Everybody knows federal agencies are brain-dead leviathans. Everybody knows that the watchword of federal management is “that’s the way we’ve always done it.” Everybody knows that any creativity within American government shows up only in the cities and states. Everybody’s wrong. In 1995 the Ford Foundation’s annual “Innovation in American Government” award competition was opened up to federal candidates and a third of the winners since then have been federal institutions. This book profiles the 14 federal award winners from 1995 to 1998 and challenges the conventional wisdom about the federal bureaucracy’s capacity to adapt.

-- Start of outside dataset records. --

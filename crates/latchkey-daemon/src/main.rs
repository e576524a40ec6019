//! # latchkeyd
//!
//! BLE proximity daemon: advertises, admits allow-listed phones and drives a
//! relay from their comings and goings.
//!
//! ## Running
//!
//! ```bash
//! # Development, without Bluetooth or GPIO hardware
//! LATCHKEY_CONFIG=./config.toml cargo run --package latchkey-daemon --features mock-hardware
//!
//! # Production (on Raspberry Pi)
//! LATCHKEY_ENV=production ./latchkeyd
//! ```

#![forbid(unsafe_code)]
#![warn(clippy::all, clippy::pedantic, clippy::nursery)]

use anyhow::Context;
use latchkey_core::Config;
use latchkey_daemon::{app, logging};
use tracing::info;

#[tokio::main]
async fn main() -> anyhow::Result<()> {
    let path = Config::resolve_path();
    let config = Config::load(&path)
        .with_context(|| format!("failed to load configuration from {}", path.display()))?;

    logging::init(&config.logging, logging::is_production())?;
    info!(
        version = env!("CARGO_PKG_VERSION"),
        config = %path.display(),
        known_actors = config.actors.known.len(),
        "Starting latchkeyd"
    );

    if let Err(err) = app::run(&config).await {
        app::report(&err);
        return Err(err.into());
    }
    Ok(())
}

Examples include the Consumer Product Safety Commission, which figured out how to identify and act upon business and government’s shared stake in keeping dangerous products out of consumers’ hands; and the Wage and Hour inspectors in the Labor Department, who deployed market leverage to put pressure on the garment-industry scofflaws whose sweatshops had evaded conventional enforcement. The stories show how pressure, promises, and professional pride can galvanize federal managers and front-line workers to overcome what are admittedly imposing impediments to change, and persevere with new ways to deliver on their missions. And they illustrate the unfashionable truth that innovation is within Washington’s repertoire after all. Copublished with the Council for Excellence in Government
Author
John D. Donahue is the Raymond Vernon Senior Lecturer in Public Policy at the Harvard Kennedy School of Government. His books include Collaborative Governance: Private Roles for Public Goals in Turbulent Times (Princeton University Press), written with Richard J. Zeckhauser.